The Rocket Company
- Author: Patrick J. G. Stiennon, David M. Hoerr
- Illustrator: Doug Birkholz
- Cover artist: Doug Birkholz
- Language: English
- Genre: Science fiction
- Publisher: AIAA
- Publication date: 2005
- Publication place: United States
- Media type: Print (paperback)
- Pages: 263

= The Rocket Company =

2005 novel by Patrick J. G. Stiennon and David M. Hoerr

The Rocket Company is a 2005 science fiction novel, by Patrick J. G. Stiennon and David M. Hoerr, with illustrations by Doug Birkholz about the development of the first successful Reusable Launch Vehicle (RLV). The book was originally serialized online at HobbySpace, before publication in paperback by the American Institute of Aeronautics and Astronautics. Peter H. Diamandis, Chairman/CEO of the X PRIZE Foundation, provided the foreword.

==Plot summary==
Entrepreneur John Forsyth enlists a number of billionaires to fund the development of the DH-1 RLV. The novel sets out the marketing, regulatory, and technical problems encountered.

==Critical reception==
Critics gave low marks for drama. Jeff Foust, writing for The Space Review, said of the book during its on-line serialization, "Most of the characters introduced in the book to date are less one-dimensional than zero-dimensional: they exist solely to lecture the narrator on the finer points of metallurgy, propellants, and spacesuit design, and then disappear, their function in the book apparently fulfilled." However, he considered the book to hold promise as a means for describing how a RLV could be built. "Nearly every chapter contains a wealth of information about various aspects of RLV design and development, as well as economic and regulatory concerns. The authors know the material well: both worked on a number of launch vehicle projects for companies as varied as Lockheed and Pacific American Launch Systems. They’re not afraid to delve deep into technical details and minutiae to explain why a particular design approach has been chosen."

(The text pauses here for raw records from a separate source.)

//! Contains the bookkeeping structures of the cache.
//!
//! A [Slot](Slot) wraps a single live handle along with its lock bit and access statistics. All
//! slots which share a cache key are kept in a [Bucket](Bucket), so that several copies of the
//! same logical resource can be open at the same time.
//!
//! Claiming a slot (either to hand it out or to destroy it) is a single compare-and-swap on its
//! lock bit. Only the winner may touch the handle, everybody else has to move on.
#[cfg(test)]
use mock_instant::thread_local::Instant;
#[cfg(not(test))]
use std::time::Instant;

use std::cmp::Ordering as CmpOrdering;
use std::sync::atomic::{AtomicBool, Ordering};
use std::sync::Arc;
use std::time::{Duration, SystemTime};

use parking_lot::{Mutex, MutexGuard};

use crate::handle::{identity, Handle};

/// Wraps a live handle.
pub(crate) struct Slot<H: Handle> {
    id: usize,
    key: String,
    handle: Arc<H>,
    locked: AtomicBool,
    last_modified: Option<SystemTime>,
    access: Mutex<Access>,
}

struct Access {
    last_accessed: Instant,
    access_count: u64,
}

impl<H: Handle> Slot<H> {
    /// Creates a new slot which is already locked for the caller which opened the handle.
    pub(crate) fn new(key: &str, handle: Arc<H>) -> Self {
        Slot {
            id: identity(&handle),
            key: key.to_owned(),
            last_modified: handle.last_modified(),
            handle,
            locked: AtomicBool::new(true),
            access: Mutex::new(Access {
                last_accessed: Instant::now(),
                access_count: 0,
            }),
        }
    }

    pub(crate) fn id(&self) -> usize {
        self.id
    }

    pub(crate) fn key(&self) -> &str {
        &self.key
    }

    pub(crate) fn handle(&self) -> &Arc<H> {
        &self.handle
    }

    /// Tries to claim the slot by flipping its lock bit from **false** to **true**.
    pub(crate) fn try_claim(&self) -> bool {
        self.locked
            .compare_exchange(false, true, Ordering::AcqRel, Ordering::Acquire)
            .is_ok()
    }

    pub(crate) fn is_locked(&self) -> bool {
        self.locked.load(Ordering::Acquire)
    }

    pub(crate) fn unlock(&self) {
        self.locked.store(false, Ordering::Release);
    }

    /// Determines if the underlying resource changed since the handle was opened.
    ///
    /// If no timestamp was known at open time, the handle is never considered stale.
    pub(crate) fn is_stale(&self) -> bool {
        match self.last_modified {
            Some(recorded) => self.handle.last_modified() != Some(recorded),
            None => false,
        }
    }

    /// Records an access (which is a release of the handle).
    pub(crate) fn touch(&self) {
        let mut access = self.access.lock();
        access.last_accessed = Instant::now();
        access.access_count += 1;
    }

    pub(crate) fn access_count(&self) -> u64 {
        self.access.lock().access_count
    }

    pub(crate) fn last_accessed(&self) -> Instant {
        self.access.lock().last_accessed
    }

    pub(crate) fn idle(&self) -> Duration {
        Instant::now().saturating_duration_since(self.last_accessed())
    }

    pub(crate) fn summary(&self) -> SlotSummary {
        SlotSummary {
            key: self.key.clone(),
            location: self.handle.location().to_owned(),
            locked: self.is_locked(),
            access_count: self.access_count(),
            idle: self.idle(),
            last_modified: self.last_modified,
        }
    }
}

/// Keeps all slots which share a cache key.
pub(crate) struct Bucket<H: Handle> {
    state: Mutex<BucketState<H>>,
}

pub(crate) struct BucketState<H: Handle> {
    pub(crate) slots: Vec<Arc<Slot<H>>>,

    /// Set once the bucket was taken out of the key index. A removed bucket must never accept
    /// new slots.
    pub(crate) removed: bool,
}

impl<H: Handle> Bucket<H> {
    pub(crate) fn new() -> Self {
        Bucket {
            state: Mutex::new(BucketState {
                slots: Vec::new(),
                removed: false,
            }),
        }
    }

    pub(crate) fn lock(&self) -> MutexGuard<'_, BucketState<H>> {
        self.state.lock()
    }

    /// Adds the given slot unless the bucket has already been removed.
    pub(crate) fn push(&self, slot: Arc<Slot<H>>) -> bool {
        let mut state = self.state.lock();
        if state.removed {
            false
        } else {
            state.slots.push(slot);
            true
        }
    }

    /// Returns a copy of the current slot list so that it can be scanned without holding the lock.
    pub(crate) fn snapshot(&self) -> Vec<Arc<Slot<H>>> {
        self.state.lock().slots.clone()
    }
}

/// Describes an unlocked slot which may be evicted.
///
/// Instances are handed to an [EvictionPolicy](crate::policy::EvictionPolicy) which sorts them
/// so that the most evictable candidate comes first.
#[derive(Clone)]
pub struct Candidate {
    key: String,
    last_accessed: Instant,
    pub(crate) index: usize,
}

impl Candidate {
    pub(crate) fn new<H: Handle>(slot: &Slot<H>, index: usize) -> Self {
        Candidate {
            key: slot.key().to_owned(),
            last_accessed: slot.last_accessed(),
            index,
        }
    }

    /// Returns the cache key of the slot.
    pub fn key(&self) -> &str {
        &self.key
    }

    /// Compares two candidates by the time of their last access (least recent first).
    pub fn cmp_by_access(&self, other: &Candidate) -> CmpOrdering {
        self.last_accessed.cmp(&other.last_accessed)
    }
}

/// Provides a snapshot of a single slot as reported by [show_cache](crate::cache::FileCache::show_cache).
#[derive(Clone, Debug, PartialEq, Eq)]
pub struct SlotSummary {
    /// Contains the cache key.
    pub key: String,
    /// Contains the location of the handle.
    pub location: String,
    /// Determines if the handle is currently in use.
    pub locked: bool,
    /// Contains the number of times the handle has been released back into the cache.
    pub access_count: u64,
    /// Contains the time since the handle was last released (or opened).
    pub idle: Duration,
    /// Contains the modification timestamp recorded when the handle was opened.
    pub last_modified: Option<SystemTime>,
}

#[cfg(test)]
mod tests {
    use crate::slot::{Bucket, Candidate, Slot};
    use crate::testing::MockHandle;
    use mock_instant::thread_local::MockClock;
    use std::cmp::Ordering;
    use std::sync::Arc;
    use std::time::{Duration, SystemTime};

    #[test]
    fn slots_are_created_locked_and_claimed_exactly_once() {
        let slot = Slot::new("a", Arc::new(MockHandle::new("a")));
        assert_eq!(slot.is_locked(), true);
        assert_eq!(slot.try_claim(), false);

        slot.unlock();
        assert_eq!(slot.try_claim(), true);
        assert_eq!(slot.try_claim(), false);
    }

    #[test]
    fn staleness_follows_the_modification_probe() {
        let handle = Arc::new(MockHandle::new("a"));
        handle.set_last_modified(Some(SystemTime::UNIX_EPOCH));
        let slot = Slot::new("a", handle.clone());
        assert_eq!(slot.is_stale(), false);

        handle.set_last_modified(Some(SystemTime::UNIX_EPOCH + Duration::from_secs(1)));
        assert_eq!(slot.is_stale(), true);

        // Without a known timestamp, a handle is never considered stale...
        let unknown = Arc::new(MockHandle::new("b"));
        let slot = Slot::new("b", unknown.clone());
        unknown.set_last_modified(Some(SystemTime::now()));
        assert_eq!(slot.is_stale(), false);
    }

    #[test]
    fn touching_updates_access_statistics() {
        let slot = Slot::new("a", Arc::new(MockHandle::new("a")));
        let opened = slot.last_accessed();

        MockClock::advance(Duration::from_secs(5));
        assert_eq!(slot.idle(), Duration::from_secs(5));

        slot.touch();
        assert_eq!(slot.access_count(), 1);
        assert_eq!(slot.last_accessed() > opened, true);
        assert_eq!(slot.idle(), Duration::ZERO);
    }

    #[test]
    fn candidates_order_by_access() {
        let older = Slot::new("a", Arc::new(MockHandle::new("a")));
        MockClock::advance(Duration::from_secs(1));
        let newer = Slot::new("b", Arc::new(MockHandle::new("b")));

        let older = Candidate::new(&older, 0);
        let newer = Candidate::new(&newer, 1);
        assert_eq!(older.cmp_by_access(&newer), Ordering::Less);
        assert_eq!(newer.key(), "b");
    }

    #[test]
    fn removed_buckets_reject_slots() {
        let bucket = Bucket::new();
        assert_eq!(bucket.push(Arc::new(Slot::new("a", Arc::new(MockHandle::new("a"))))), true);
        assert_eq!(bucket.snapshot().len(), 1);

        bucket.lock().removed = true;
        assert_eq!(bucket.push(Arc::new(Slot::new("a", Arc::new(MockHandle::new("a"))))), false);
        assert_eq!(bucket.snapshot().len(), 1);
    }
}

Mark Mortimer, reviewing the book for Universe Today, wrote, "By using a person in a fictional company to present technical parameters studies, the authors successfully walk a very challenging tight rope. On one side is the chasm of detail. ... On the other side of the rope, the chasm leads to pure fiction. That is, the authors provide a good story but what value is it in actually getting people into space? Skilfully though, the authors place the readers between these two gaping pitfalls and nicely balance the rocket design and business case with the fictional encounters of people living the lives within a fictitious company."

A reviewer for the British Interplanetary Society's Spaceflight magazine wrote, "As the story progresses the technical, financial and even management, issues are presented as discussion by the protagonists. ... This is a brave attempt to do something different in presenting astronautical engineering and is to be applauded. If the subject interests you it is worth a bash."

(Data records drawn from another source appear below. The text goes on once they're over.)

//! Provides the eviction policies which decide which idle handles are closed first.
//!
//! Both policies only ever rank slots which are currently unlocked. The cache then claims each
//! candidate via its lock bit before destroying it, so that a slot which was handed out again in
//! the meantime is skipped. Therefore no policy can ever close a handle which is in use.
//!
//! * [LruPolicy](LruPolicy) orders all idle slots by the time of their last release.
//! * [RecencyPolicy](RecencyPolicy) tracks when each **key** was last used and evicts whole
//!   buckets, starting with the key which hasn't been asked for the longest time.
use std::collections::HashMap;
use std::fmt;
use std::str::FromStr;

use linked_hash_map::LinkedHashMap;
use parking_lot::Mutex;

use crate::slot::Candidate;

/// Decides in which order idle slots are evicted.
pub trait EvictionPolicy: Send + Sync {
    /// Returns the strategy implemented by this policy.
    fn strategy(&self) -> Strategy;

    /// Invoked whenever a handle for the given key is handed out.
    fn record_access(&self, _key: &str) {}

    /// Invoked once the bucket for the given key has been removed.
    fn record_removal(&self, _key: &str) {}

    /// Invoked once the whole cache has been emptied.
    fn clear(&self) {}

    /// Sorts the given candidates so that the most evictable one comes first.
    fn rank(&self, candidates: &mut [Candidate]);
}

/// Enumerates the available eviction strategies.
///
/// # Examples
/// ```
/// # use filecache::policy::Strategy;
/// assert_eq!("lru".parse::<Strategy>().unwrap(), Strategy::Lru);
/// assert_eq!("Recency".parse::<Strategy>().unwrap(), Strategy::Recency);
/// assert_eq!("fifo".parse::<Strategy>().is_err(), true);
/// ```
#[derive(Clone, Copy, Debug, PartialEq, Eq, Default)]
pub enum Strategy {
    /// Evicts the slots which have been idle the longest.
    #[default]
    Lru,
    /// Evicts whole buckets in the order their keys have been used.
    Recency,
}

impl Strategy {
    /// Creates a fresh policy implementing this strategy.
    pub fn create(self) -> Box<dyn EvictionPolicy> {
        match self {
            Strategy::Lru => Box::new(LruPolicy),
            Strategy::Recency => Box::new(RecencyPolicy::new()),
        }
    }
}

impl FromStr for Strategy {
    type Err = anyhow::Error;

    fn from_str(value: &str) -> Result<Self, Self::Err> {
        match value.trim().to_lowercase().as_str() {
            "lru" => Ok(Strategy::Lru),
            "recency" | "adaptive" => Ok(Strategy::Recency),
            _ => Err(anyhow::anyhow!(
                "Unknown eviction strategy '{}'. Use either 'lru' or 'recency'.",
                value
            )),
        }
    }
}

impl fmt::Display for Strategy {
    fn fmt(&self, f: &mut fmt::Formatter<'_>) -> fmt::Result {
        match self {
            Strategy::Lru => write!(f, "lru"),
            Strategy::Recency => write!(f, "recency"),
        }
    }
}

/// Evicts the slots which have been idle the longest, regardless of their key.
pub struct LruPolicy;

impl EvictionPolicy for LruPolicy {
    fn strategy(&self) -> Strategy {
        Strategy::Lru
    }

    fn rank(&self, candidates: &mut [Candidate]) {
        candidates.sort_by(|a, b| a.cmp_by_access(b));
    }
}

/// Evicts whole buckets, starting with the key which has been used least recently.
///
/// Each hit moves the key to the most recent end of an ordered map. Within a bucket, slots are
/// ranked by their idle time.
pub struct RecencyPolicy {
    order: Mutex<LinkedHashMap<String, ()>>,
}

impl RecencyPolicy {
    /// Creates a new policy without any known keys.
    pub fn new() -> Self {
        RecencyPolicy {
            order: Mutex::new(LinkedHashMap::new()),
        }
    }

    /// Returns the known keys, least recently used first.
    pub fn keys(&self) -> Vec<String> {
        self.order.lock().keys().cloned().collect()
    }
}

impl Default for RecencyPolicy {
    fn default() -> Self {
        RecencyPolicy::new()
    }
}

impl EvictionPolicy for RecencyPolicy {
    fn strategy(&self) -> Strategy {
        Strategy::Recency
    }

    fn record_access(&self, key: &str) {
        let mut order = self.order.lock();
        if order.get_refresh(key).is_none() {
            let _ = order.insert(key.to_owned(), ());
        }
    }

    fn record_removal(&self, key: &str) {
        let _ = self.order.lock().remove(key);
    }

    fn clear(&self) {
        self.order.lock().clear();
    }

    fn rank(&self, candidates: &mut [Candidate]) {
        let positions: HashMap<String, usize> = self
            .order
            .lock()
            .keys()
            .enumerate()
            .map(|(position, key)| (key.clone(), position + 1))
            .collect();

        // Keys we do not know (anymore) are treated as the least recently used ones. Slots of
        // the same key are kept together so that whole buckets are evicted...
        candidates.sort_by(|a, b| {
            let position_a = positions.get(a.key()).copied().unwrap_or(0);
            let position_b = positions.get(b.key()).copied().unwrap_or(0);
            position_a
                .cmp(&position_b)
                .then_with(|| a.key().cmp(b.key()))
                .then_with(|| a.cmp_by_access(b))
        });
    }
}

#[cfg(test)]
mod tests {
    use crate::policy::{EvictionPolicy, LruPolicy, RecencyPolicy, Strategy};
    use crate::slot::{Candidate, Slot};
    use crate::testing::MockHandle;
    use mock_instant::thread_local::MockClock;
    use std::sync::Arc;
    use std::time::Duration;

    fn candidates(keys: &[&str]) -> Vec<Candidate> {
        keys.iter()
            .enumerate()
            .map(|(index, key)| {
                MockClock::advance(Duration::from_secs(1));
                let slot = Slot::new(key, Arc::new(MockHandle::new(key)));
                Candidate::new(&slot, index)
            })
            .collect()
    }

    fn ranked_keys(candidates: &[Candidate]) -> Vec<&str> {
        candidates.iter().map(|candidate| candidate.key()).collect()
    }

    #[test]
    fn lru_ranks_by_idle_time() {
        // Candidates are created oldest first, so we shuffle them a bit...
        let mut candidates = candidates(&["a", "b", "c"]);
        candidates.reverse();

        LruPolicy.rank(&mut candidates);
        assert_eq!(ranked_keys(&candidates), vec!["a", "b", "c"]);
    }

    #[test]
    fn recency_ranks_whole_buckets() {
        let policy = RecencyPolicy::new();
        policy.record_access("a");
        policy.record_access("b");
        policy.record_access("c");

        // Using "a" again makes "b" the least recently used key...
        policy.record_access("a");
        assert_eq!(policy.keys(), vec!["b", "c", "a"]);

        // Two slots for "a" are older than everything else, but as "a" was used last, its
        // bucket is evicted last...
        let mut candidates = candidates(&["a", "a", "b", "c"]);
        policy.rank(&mut candidates);
        assert_eq!(ranked_keys(&candidates), vec!["b", "c", "a", "a"]);

        policy.record_removal("b");
        assert_eq!(policy.keys(), vec!["c", "a"]);

        policy.clear();
        assert_eq!(policy.keys().is_empty(), true);
    }

    #[test]
    fn unknown_keys_are_ranked_first() {
        let policy = RecencyPolicy::new();
        policy.record_access("a");
        policy.record_access("b");

        // "x" is created first (and therefore idle the longest), "y" is created last...
        let mut candidates = candidates(&["x", "a", "y", "b", "x"]);
        policy.rank(&mut candidates);
        assert_eq!(ranked_keys(&candidates), vec!["x", "x", "y", "a", "b"]);
    }

    #[test]
    fn strategies_create_matching_policies() {
        assert_eq!(Strategy::Lru.create().strategy(), Strategy::Lru);
        assert_eq!(Strategy::Recency.create().strategy(), Strategy::Recency);
        assert_eq!(Strategy::default(), Strategy::Lru);
        assert_eq!(Strategy::Recency.to_string(), "recency");
    }
}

Programmer John Walker wrote, "This is a very curious book. The American Institute of Aeronautics and Astronautics isn't known as a publisher of fiction, and yet here we have, well, not exactly a novel, but something between an insider account of a disruptive technological start-up company along the lines of The Soul of A New Machine and a business school case study of a company which doesn't exist, at least not yet.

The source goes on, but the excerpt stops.